_Requirement_
From the data, copy out every line in which the word "Some" appears.

|---|

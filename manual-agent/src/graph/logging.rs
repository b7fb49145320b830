//! Logging middleware that records node enter/exit around each node.run call.

use std::marker::PhantomData;

use async_trait::async_trait;
use tracing::{debug, warn};

use crate::error::AgentError;

use super::node_middleware::{NodeMiddleware, NodeRunFn};
use super::Next;

/// Middleware that logs node enter/exit through `tracing`.
///
/// Enter and successful exit go to debug; a node error is logged at warn before it is
/// returned unchanged.
pub struct LoggingNodeMiddleware<S> {
    _state: PhantomData<fn(S)>,
}

impl<S> Default for LoggingNodeMiddleware<S> {
    fn default() -> Self {
        Self {
            _state: PhantomData,
        }
    }
}

#[async_trait]
impl<S> NodeMiddleware<S> for LoggingNodeMiddleware<S>
where
    S: Clone + Send + Sync + 'static,
{
    async fn around_run(
        &self,
        node_id: &str,
        state: S,
        inner: NodeRunFn<S>,
    ) -> Result<(S, Next), AgentError> {
        debug!(node = node_id, "enter node");
        let result = inner(state).await;
        match &result {
            Ok((_, next)) => debug!(node = node_id, next = ?next, "exit node"),
            Err(e) => warn!(node = node_id, error = %e, "node failed"),
        }
        result
    }
}
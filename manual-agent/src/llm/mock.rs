//! Scripted LLM for tests.
//!
//! Returns queued responses in order; once the script is exhausted the last response
//! repeats. Clones share the script, the call counter and the recorded inputs, so a test
//! can keep a handle after boxing one clone into the graph.

use std::collections::VecDeque;
use std::sync::atomic::{AtomicUsize, Ordering};
use std::sync::{Arc, Mutex};

use async_trait::async_trait;

use crate::error::AgentError;
use crate::llm::{LlmClient, LlmResponse};
use crate::message::{Message, Usage};
use crate::state::ToolCall;

#[derive(Clone, Debug)]
enum Scripted {
    Reply(LlmResponse),
    Unavailable(String),
}

#[derive(Default)]
struct Shared {
    queue: Mutex<VecDeque<Scripted>>,
    last: Mutex<Option<Scripted>>,
    calls: AtomicUsize,
    inputs: Mutex<Vec<Vec<Message>>>,
}

/// Mock LLM with a response script.
#[derive(Clone, Default)]
pub struct MockLlm {
    shared: Arc<Shared>,
}

impl MockLlm {
    pub fn new() -> Self {
        Self::default()
    }

    /// Always answers `content` without tool calls.
    pub fn with_no_tool_calls(content: impl Into<String>) -> Self {
        Self::new().then_reply(content, None)
    }

    /// Queues a final answer.
    pub fn then_reply(self, content: impl Into<String>, usage: Option<Usage>) -> Self {
        self.push(Scripted::Reply(LlmResponse {
            content: content.into(),
            tool_calls: vec![],
            usage,
        }))
    }

    /// Queues a tool-call request for `name` with JSON `arguments`.
    pub fn then_tool_call(
        self,
        name: impl Into<String>,
        arguments: serde_json::Value,
        usage: Option<Usage>,
    ) -> Self {
        let n = self.shared.calls_queued();
        self.then_tool_calls(
            vec![ToolCall {
                name: name.into(),
                arguments: arguments.to_string(),
                id: Some(format!("call_{}", n)),
            }],
            usage,
        )
    }

    /// Queues a request for several tool calls at once.
    pub fn then_tool_calls(self, tool_calls: Vec<ToolCall>, usage: Option<Usage>) -> Self {
        self.push(Scripted::Reply(LlmResponse {
            content: String::new(),
            tool_calls,
            usage,
        }))
    }

    /// Queues an `InferenceUnavailable` failure.
    pub fn then_unavailable(self, reason: impl Into<String>) -> Self {
        self.push(Scripted::Unavailable(reason.into()))
    }

    fn push(self, item: Scripted) -> Self {
        if let Ok(mut q) = self.shared.queue.lock() {
            q.push_back(item);
        }
        self
    }

    /// Number of invoke calls so far.
    pub fn calls(&self) -> usize {
        self.shared.calls.load(Ordering::SeqCst)
    }

    /// Message lists passed to each invoke, in call order.
    pub fn inputs(&self) -> Vec<Vec<Message>> {
        self.shared
            .inputs
            .lock()
            .map(|i| i.clone())
            .unwrap_or_default()
    }
}

impl Shared {
    fn calls_queued(&self) -> usize {
        self.queue.lock().map(|q| q.len()).unwrap_or(0)
    }

    fn next(&self) -> Option<Scripted> {
        let popped = self.queue.lock().ok()?.pop_front();
        let mut last = self.last.lock().ok()?;
        if let Some(item) = popped {
            *last = Some(item);
        }
        last.clone()
    }
}

#[async_trait]
impl LlmClient for MockLlm {
    async fn invoke(&self, messages: &[Message]) -> Result<LlmResponse, AgentError> {
        self.shared.calls.fetch_add(1, Ordering::SeqCst);
        if let Ok(mut inputs) = self.shared.inputs.lock() {
            inputs.push(messages.to_vec());
        }
        match self.shared.next() {
            Some(Scripted::Reply(r)) => Ok(r),
            Some(Scripted::Unavailable(reason)) => Err(AgentError::InferenceUnavailable(reason)),
            None => Err(AgentError::InferenceUnavailable(
                "mock llm has no scripted response".into(),
            )),
        }
    }
}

|---|

_Answer to this problem_
                id: Some(format!("call_{}", n)),
        if let Some(item) = popped {
            *last = Some(item);
            Some(Scripted::Reply(r)) => Ok(r),
            Some(Scripted::Unavailable(reason)) => Err(AgentError::InferenceUnavailable(reason)),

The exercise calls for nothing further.